In a more comprehensive sense, 'perversion' connotes the whole of the psychosexual behaviour that accompanies such atypical means of obtaining sexual pleasure.

I. It is difficult to comprehend the idea of perversion otherwise than by reference to a norm. Before Freud's time the term was used, as indeed it still is, to denote 'deviations' of instinct (in the traditional sense of predetermined behaviour characteristic of a particular species and comparatively invariable as regards its performance and its object).

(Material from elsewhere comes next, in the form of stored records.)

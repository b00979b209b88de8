//! URL feature extraction for the local classifier.
//!
//! Column order and counting rules must match what the model artifact was
//! trained on.

use serde::Serialize;

/// Feature names in model input order.
pub const FEATURE_NAMES: [&str; 5] = [
    "url_length",
    "hostname_length",
    "num_dots",
    "num_hyphens",
    "is_https",
];

pub const FEATURE_COUNT: usize = FEATURE_NAMES.len();

#[derive(Debug, Clone, Copy, PartialEq, Eq, Serialize)]
pub struct FeatureVector {
    pub url_length: usize,
    pub hostname_length: usize,
    pub num_dots: usize,
    pub num_hyphens: usize,
    pub is_https: u8,
}

impl FeatureVector {
    /// Model input row, ordered as [`FEATURE_NAMES`].
    pub fn to_array(&self) -> [f64; FEATURE_COUNT] {
        [
            self.url_length as f64,
            self.hostname_length as f64,
            self.num_dots as f64,
            self.num_hyphens as f64,
            f64::from(self.is_https),
        ]
    }
}

/// Derive the feature vector for a raw URL. Never fails; input without an
/// authority component simply yields `hostname_length = 0`.
pub fn extract(url: &str) -> FeatureVector {
    FeatureVector {
        url_length: url.chars().count(),
        hostname_length: authority(url).chars().count(),
        num_dots: url.matches('.').count(),
        num_hyphens: url.matches('-').count(),
        is_https: u8::from(url.starts_with("https")),
    }
}

/// Authority component (`userinfo@host:port`) kept verbatim, as the training
/// pipeline saw it: no case folding, no default-port stripping.
fn authority(url: &str) -> String {
    let cleaned: String = url
        .trim_start_matches(|c: char| c <= ' ')
        .chars()
        .filter(|c| !matches!(c, '\t' | '\r' | '\n'))
        .collect();

    let rest = match split_scheme(&cleaned) {
        Some((_, rest)) => rest,
        None => cleaned.as_str(),
    };

    match rest.strip_prefix("//") {
        Some(after) => {
            let end = after.find(['/', '?', '#']).unwrap_or(after.len());
            after[..end].to_string()
        }
        None => String::new(),
    }
}

fn split_scheme(url: &str) -> Option<(&str, &str)> {
    let (scheme, rest) = url.split_once(':')?;
    let mut chars = scheme.chars();
    let first = chars.next()?;
    if !first.is_ascii_alphabetic() {
        return None;
    }
    if chars.all(|c| c.is_ascii_alphanumeric() || matches!(c, '+' | '-' | '.')) {
        Some((scheme, rest))
    } else {
        None
    }
}

#[cfg(test)]
mod tests {
    use super::*;

    #[test]
    fn counts_https_url() {
        let v = extract("https://phish-site.example.com/login");
        assert_eq!(v.url_length, 36);
        assert_eq!(v.hostname_length, 22);
        assert_eq!(v.num_dots, 2);
        assert_eq!(v.num_hyphens, 1);
        assert_eq!(v.is_https, 1);
    }

    #[test]
    fn missing_scheme_has_no_hostname() {
        let v = extract("example.com/path");
        assert_eq!(v.hostname_length, 0);
        assert_eq!(v.url_length, 16);
        assert_eq!(v.num_dots, 1);
        assert_eq!(v.is_https, 0);
    }

    #[test]
    fn authority_keeps_port_and_userinfo() {
        let v = extract("http://user@Example.COM:8080/a?b#c");
        assert_eq!(v.hostname_length, "user@Example.COM:8080".len());
        assert_eq!(v.is_https, 0);
    }

    #[test]
    fn authority_stops_at_query_and_fragment() {
        assert_eq!(extract("https://a.b?x=1").hostname_length, 3);
        assert_eq!(extract("https://a.b#frag").hostname_length, 3);
        assert_eq!(extract("//cdn.example.net/x").hostname_length, 15);
    }

    #[test]
    fn is_https_is_a_raw_prefix_check() {
        assert_eq!(extract("HTTPS://example.com").is_https, 0);
        assert_eq!(extract("https-mirror.example").is_https, 1);
    }

    #[test]
    fn lengths_count_characters_not_bytes() {
        let v = extract("http://bücher.de");
        assert_eq!(v.url_length, 16);
        assert_eq!(v.hostname_length, 9);
    }

    #[test]
    fn garbage_degrades_gracefully() {
        let v = extract("::::");
        assert_eq!(v.hostname_length, 0);
        assert_eq!(v.url_length, 4);
        let empty = extract("");
        assert_eq!(empty, extract(""));
        assert_eq!(empty.to_array(), [0.0; FEATURE_COUNT]);
    }

    #[test]
    fn extraction_is_deterministic() {
        for url in [
            "https://phish-site.example.com/login",
            "ftp://files.example.org:21/pub",
            "not a url at all",
            "\t https://x.y",
        ] {
            assert_eq!(extract(url), extract(url));
        }
    }

    #[test]
    fn row_follows_schema_order() {
        let row = extract("https://a-b.c").to_array();
        assert_eq!(row, [13.0, 5.0, 1.0, 1.0, 1.0]);
    }
}
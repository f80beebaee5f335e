//! Presentation model for the memory overlay.

use chrono::{DateTime, Local, NaiveDateTime};

use crate::backend::MemorySnapshot;

pub const MEMORY_ITEMS_SHOWN: usize = 10;
pub const HISTORY_ENTRIES_SHOWN: usize = 5;
pub const EXCERPT_CHARS: usize = 100;
pub const NO_MEMORY_PLACEHOLDER: &str = "No memory recorded yet.";

const DISPLAY_TIME_FORMAT: &str = "%Y-%m-%d %H:%M:%S";

#[derive(Debug, Clone, PartialEq, Eq)]
pub struct HistoryExcerpt {
    pub timestamp: String,
    pub user_message: String,
    pub response: String,
}

/// What the overlay shows for one participant: the tail of their memory and
/// conversation log, trimmed for display.
#[derive(Debug, Clone, PartialEq, Eq)]
pub struct MemoryView {
    pub name: String,
    pub memory_items: Vec<String>,
    pub history: Vec<HistoryExcerpt>,
}

impl MemoryView {
    pub fn from_snapshot(snapshot: MemorySnapshot) -> Self {
        let memory_items = tail(snapshot.memory, MEMORY_ITEMS_SHOWN);
        let history = tail(snapshot.conversation_history, HISTORY_ENTRIES_SHOWN)
            .into_iter()
            .map(|entry| HistoryExcerpt {
                timestamp: format_timestamp(&entry.timestamp),
                user_message: excerpt(&entry.user_message),
                response: excerpt(&entry.response),
            })
            .collect();

        Self {
            name: snapshot.name,
            memory_items,
            history,
        }
    }

    pub fn has_memory(&self) -> bool {
        !self.memory_items.is_empty()
    }
}

/// Keep the last `n` items, preserving order.
fn tail<T>(mut items: Vec<T>, n: usize) -> Vec<T> {
    let skip = items.len().saturating_sub(n);
    items.drain(..skip);
    items
}

/// Truncate to [`EXCERPT_CHARS`] characters, appending `...` when cut.
pub fn excerpt(text: &str) -> String {
    match text.char_indices().nth(EXCERPT_CHARS) {
        Some((byte_idx, _)) => format!("{}...", &text[..byte_idx]),
        None => text.to_string(),
    }
}

/// Render a backend timestamp in local time. Accepts RFC 3339 and the naive
/// ISO-8601 form the backend writes; anything else is shown as-is.
pub fn format_timestamp(raw: &str) -> String {
    if let Ok(dt) = DateTime::parse_from_rfc3339(raw) {
        return dt.with_timezone(&Local).format(DISPLAY_TIME_FORMAT).to_string();
    }
    if let Ok(naive) = NaiveDateTime::parse_from_str(raw, "%Y-%m-%dT%H:%M:%S%.f") {
        return naive.format(DISPLAY_TIME_FORMAT).to_string();
    }
    raw.to_string()
}
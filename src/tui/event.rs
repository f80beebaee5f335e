use std::time::Duration;

use crossterm::event::{self, Event, KeyCode, KeyEventKind, KeyModifiers, MouseButton, MouseEventKind};
use log::{debug, warn};

/// TUI-specific input events
#[derive(Debug, Clone, PartialEq, Eq)]
pub enum TuiEvent {
    // Global
    ForceQuit, // Ctrl+C / Ctrl+Q, still goes through the quit guard
    ReloadRoster,
    FocusNext,
    Escape,
    Resize,

    // Editing and list navigation
    InputChar(char),
    Paste(String), // Bracketed paste - preserves newlines
    Backspace,
    Delete,
    Submit,
    CursorLeft,
    CursorRight,
    CursorUp,
    CursorDown,
    CursorHome,
    CursorEnd,

    // Transcript scrolling
    ScrollUp,
    ScrollDown,
    ScrollPageUp,
    ScrollPageDown,

    MouseClick(u16, u16),
}

/// Poll for an event without blocking (returns immediately)
pub fn poll_event_immediate() -> Option<TuiEvent> {
    poll_event_timeout(Duration::ZERO)
}

/// Poll for an event, blocking up to `timeout`. Terminal read errors are
/// logged and treated as "no event".
pub fn poll_event_timeout(timeout: Duration) -> Option<TuiEvent> {
    match event::poll(timeout) {
        Ok(true) => match event::read() {
            Ok(ev) => translate(ev),
            Err(e) => {
                warn!("Failed to read terminal event: {}", e);
                None
            }
        },
        Ok(false) => None,
        Err(e) => {
            warn!("Failed to poll terminal events: {}", e);
            None
        }
    }
}

/// Map a raw crossterm event onto a `TuiEvent`.
pub fn translate(ev: Event) -> Option<TuiEvent> {
    match ev {
        Event::Key(key_event) => {
            // Kitty protocol reports releases too
            if key_event.kind == KeyEventKind::Release {
                return None;
            }
            debug!("Key event: {:?} with modifiers {:?}", key_event.code, key_event.modifiers);
            match (key_event.modifiers, key_event.code) {
                (KeyModifiers::CONTROL, KeyCode::Char('c' | 'q')) => Some(TuiEvent::ForceQuit),
                (KeyModifiers::CONTROL, KeyCode::Char('l')) => Some(TuiEvent::ReloadRoster),
                // Ctrl+J inserts newline (ASCII LF; Ctrl+Enter sends this in most terminals)
                (KeyModifiers::CONTROL, KeyCode::Char('j')) => Some(TuiEvent::InputChar('\n')),
                (KeyModifiers::SHIFT, KeyCode::Enter) => Some(TuiEvent::InputChar('\n')),
                (m, KeyCode::Char(_)) if m.contains(KeyModifiers::CONTROL) => None,
                (_, KeyCode::Char(c)) => Some(TuiEvent::InputChar(c)),
                (_, KeyCode::Tab | KeyCode::BackTab) => Some(TuiEvent::FocusNext),
                (_, KeyCode::Backspace) => Some(TuiEvent::Backspace),
                (_, KeyCode::Delete) => Some(TuiEvent::Delete),
                (_, KeyCode::Enter) => Some(TuiEvent::Submit),
                (_, KeyCode::Esc) => Some(TuiEvent::Escape),
                (_, KeyCode::Left) => Some(TuiEvent::CursorLeft),
                (_, KeyCode::Right) => Some(TuiEvent::CursorRight),
                (_, KeyCode::Up) => Some(TuiEvent::CursorUp),
                (_, KeyCode::Down) => Some(TuiEvent::CursorDown),
                (_, KeyCode::Home) => Some(TuiEvent::CursorHome),
                (_, KeyCode::End) => Some(TuiEvent::CursorEnd),
                (_, KeyCode::PageUp) => Some(TuiEvent::ScrollPageUp),
                (_, KeyCode::PageDown) => Some(TuiEvent::ScrollPageDown),
                _ => None,
            }
        }
        Event::Mouse(mouse_event) => match mouse_event.kind {
            MouseEventKind::Down(MouseButton::Left) => {
                Some(TuiEvent::MouseClick(mouse_event.column, mouse_event.row))
            }
            MouseEventKind::ScrollUp => Some(TuiEvent::ScrollUp),
            MouseEventKind::ScrollDown => Some(TuiEvent::ScrollDown),
            _ => None,
        },
        Event::Paste(data) => Some(TuiEvent::Paste(data)),
        Event::Resize(_, _) => Some(TuiEvent::Resize),
        _ => None,
    }
}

Those authors who accept a plurality of instincts are thus brought to make a very broad category out of perversion and to posit a multitude of forms for it to take: perversions of the 'moral sense' (delinquency), of the 'social instincts' (prostitution), of the instinct of nutrition (bulimia, dipsomania) (1). In a similar vein, it is common to speak of perversion in order to qualify the character and behaviour of certain subjects who manifest particular cruelty or malevolence.

In psycho-analysis, the word 'perversion' is used exclusively in relation to sexuality. Where Freud recognises the existence of instincts other than sexual ones, he does not evoke perversion in connection with them. In the domain of what he calls the instincts of self-preservation—in the case, say, of hunger—he makes no mention of perversion when he is describing troubles affecting nutrition which many authors would refer to as perversions of the instinct of nutrition. Such troubles, according to Freud, should be ascribed to the impact of sexuality on the alimentary function (libidinisation); one might say, in fact, that this function is 'perverted' by sexuality.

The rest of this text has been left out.